Inside classrooms, the social hierarchy still exists on multiple nested levels. The first level is the individual, who will hold one or more social goals. The next level includes dyadic relationships. Dyadic relationships are between two people. These dyadic relationships may be reciprocal friendships (i.e., both dyadic members agree that the other is a friend) or between non-reciprocal friends (e.g., two classmates that are not friends, but may sit near each other). Next, groups of friends merge together to form peer groups. A peer group may vary in size and tightness of social bonds, but peer groups generally comprise multiple friendships that hold some type of homophily, or similarity, across members. Peer groups then reside within a larger social network.
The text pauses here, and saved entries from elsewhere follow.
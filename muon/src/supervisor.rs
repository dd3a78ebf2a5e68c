//! Child management: spawn, reap, respawn, and the hang scan.
//!
//! The supervisor is deliberately simple. Children do all the work; this
//! loop keeps the fleet at strength, recycles the slot of anything that
//! died, and kills anything the shared records show stuck inside the
//! kernel past the hang threshold.

use anyhow::{Context, Result};

use muon_core::{Child, KernelInvoke, RecState, Shm};
use muon_sys::calls::{self, ForkResult};
use muon_sys::consts::SIGKILL;
use muon_tables::{GenCtx, table};

/// Everything the run was configured with.
pub struct RunConfig {
    /// Fleet size.
    pub children: usize,
    /// Run seed; children derive their streams from it.
    pub seed: u64,
    /// Shared call budget for the whole run.
    pub max_calls: u64,
    /// Compat-ABI denominator handed to each child.
    pub compat_every: u64,
    /// Seconds a record may sit in `Before` before its child is shot.
    pub hang_threshold: i64,
}

/// The supervising side of the run.
pub struct Supervisor<'a> {
    shm: &'a Shm,
    cfg: RunConfig,
    /// Child pid per slot; `None` when the slot is idle.
    pids: Vec<Option<i32>>,
}

/// Splits a `wait4` status into (terminating signal, exit code).
fn decode_status(status: i32) -> (i32, i32) {
    (status & 0x7F, (status >> 8) & 0xFF)
}

impl<'a> Supervisor<'a> {
    /// Builds a supervisor over an initialized shared region.
    pub fn new(shm: &'a Shm, cfg: RunConfig) -> Self {
        let pids = vec![None; cfg.children];
        Self { shm, cfg, pids }
    }

    /// Runs the whole fleet to the call budget, then tears it down.
    ///
    /// # Errors
    ///
    /// Fails only on spawn problems; anything a child does to itself is
    /// handled by recycling the slot.
    pub fn run(&mut self) -> Result<()> {
        for slot in 0..self.cfg.children {
            self.spawn(slot)?;
        }

        while self.shm.stats.total() < self.cfg.max_calls {
            self.reap()?;
            if self.pids.iter().all(Option::is_none) {
                // Every child stopped on its own: table exhausted.
                log::warn!("all children stopped; ending run early");
                break;
            }
            self.hang_scan();
            let _ = calls::sleep_ms(250);
        }

        self.shutdown();
        Ok(())
    }

    /// Forks one child into `slot`. The child never returns from here.
    fn spawn(&mut self, slot: usize) -> Result<()> {
        match calls::fork().context("forking child")? {
            ForkResult::Child => {
                let ctx = GenCtx::for_child(self.cfg.seed, slot);
                let mut child = Child::new(
                    self.shm,
                    table(),
                    slot,
                    ctx,
                    KernelInvoke,
                    self.cfg.compat_every,
                );
                child.run(self.cfg.max_calls);
                calls::exit_now(0);
            }
            ForkResult::Parent(pid) => {
                log::debug!("spawned child{slot} as pid {pid}");
                self.pids[slot] = Some(pid);
                Ok(())
            }
        }
    }

    /// Reaps every child that has changed state, recycles its slot, and
    /// refills the fleet while budget remains.
    fn reap(&mut self) -> Result<()> {
        while let Ok(Some((pid, status))) = calls::wait4(-1, true) {
            let Some(slot) = self.pids.iter().position(|p| *p == Some(pid)) else {
                continue; // A throwaway the child already accounted for.
            };
            self.pids[slot] = None;

            let (signal, code) = decode_status(status);
            let record = &self.shm.children[slot].record;
            let last_state = record.snapshot().state;
            if signal != 0 && last_state != RecState::GoingAway {
                log::error!(
                    "child{slot} (pid {pid}) killed by signal {signal} in state {last_state:?}; \
                     see its previous record"
                );
            } else {
                log::debug!("child{slot} (pid {pid}) exited with code {code}");
            }

            // The owner is dead, so its lock can be broken and the slot
            // recycled for the replacement child.
            // SAFETY: pid was reaped above; nothing else writes this slot.
            unsafe { record.force_unlock() };
            record.lock().state = RecState::Unused;

            if self.shm.stats.total() < self.cfg.max_calls {
                self.spawn(slot)?;
            }
        }
        Ok(())
    }

    /// Kills any child whose record has sat in `Before` past the
    /// threshold: it went into the kernel and never came back.
    fn hang_scan(&self) {
        let Ok(now) = calls::gettimeofday() else {
            return;
        };
        for (slot, pid) in self.pids.iter().enumerate() {
            let Some(pid) = *pid else { continue };
            let (state, tv) = self.shm.children[slot].record.state_and_stamp();
            // A zero stamp means the child has not completed a call
            // yet; its first trap gets the benefit of the doubt.
            if state == RecState::Before
                && tv.tv_sec > 0
                && now.tv_sec - tv.tv_sec > self.cfg.hang_threshold
            {
                log::warn!(
                    "child{slot} (pid {pid}) stuck in the kernel for {}s; killing",
                    now.tv_sec - tv.tv_sec
                );
                let _ = calls::kill(pid, SIGKILL);
            }
        }
    }

    /// Kills and reaps whatever is still running.
    fn shutdown(&mut self) {
        for (slot, pid) in self.pids.iter_mut().enumerate() {
            if let Some(p) = pid.take() {
                let _ = calls::kill(p, SIGKILL);
                let _ = calls::wait4(p, false);
                log::debug!("child{slot} (pid {p}) shut down");
            }
        }
    }
}

#[cfg(test)]
mod tests {
    use super::*;

    #[test]
    fn status_decoding_separates_signal_and_code() {
        // Exited with code 3.
        assert_eq!(decode_status(3 << 8), (0, 3));
        // Killed by SIGKILL.
        assert_eq!(decode_status(9), (9, 0));
        // Killed by SIGSEGV.
        assert_eq!(decode_status(11), (11, 0));
    }

    #[test]
    fn fleet_starts_idle() {
        let shm = Box::new(Shm::new());
        let sup = Supervisor::new(
            &shm,
            RunConfig {
                children: 8,
                seed: 1,
                max_calls: 10,
                compat_every: 0,
                hang_threshold: 30,
            },
        );
        assert_eq!(sup.pids.len(), 8);
        assert!(sup.pids.iter().all(Option::is_none));
    }
}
A social network is everyone that an individual may come into contact with, such as an elementary student’s classroom or the entire school for high school students. Across the social network and down to dyadic relationships, students have opportunities for utilizing their social goals with their peers.

Social Goals in Action

Students must navigate the learning experience of a classroom, while also managing their own social goals. Anecdotally, I experienced the dual navigation of social and learning goals while watching the high school men’s basketball state tournament. Besides the cheerleaders and athletes on the basketball court, there were high school seniors sitting in the front of the student section leading cheers and motivating the student section, with first year students sitting in the back and not leading any cheers. The position of students, the social roles and social expectations of the students, and why the students were even present within the basketball arena demonstrate how social goals intermingle with academic pursuits. It was a school-sponsored basketball tournament involving students, but the basketball game offered little direct academic content to the students. Still, the students were co-regulating learning and social goals. This became apparent as the game lasted late into the night, which meant that the students chose between sleep and supporting the school’s basketball team. Further, as most of these students were younger than 18, parents likely gave explicit or implied permission of some type to have their children attend the sporting event. Hence, students, teachers, parents, and even administrators are complicit in developing an environment where students co-regulate their academic interests and their own social ...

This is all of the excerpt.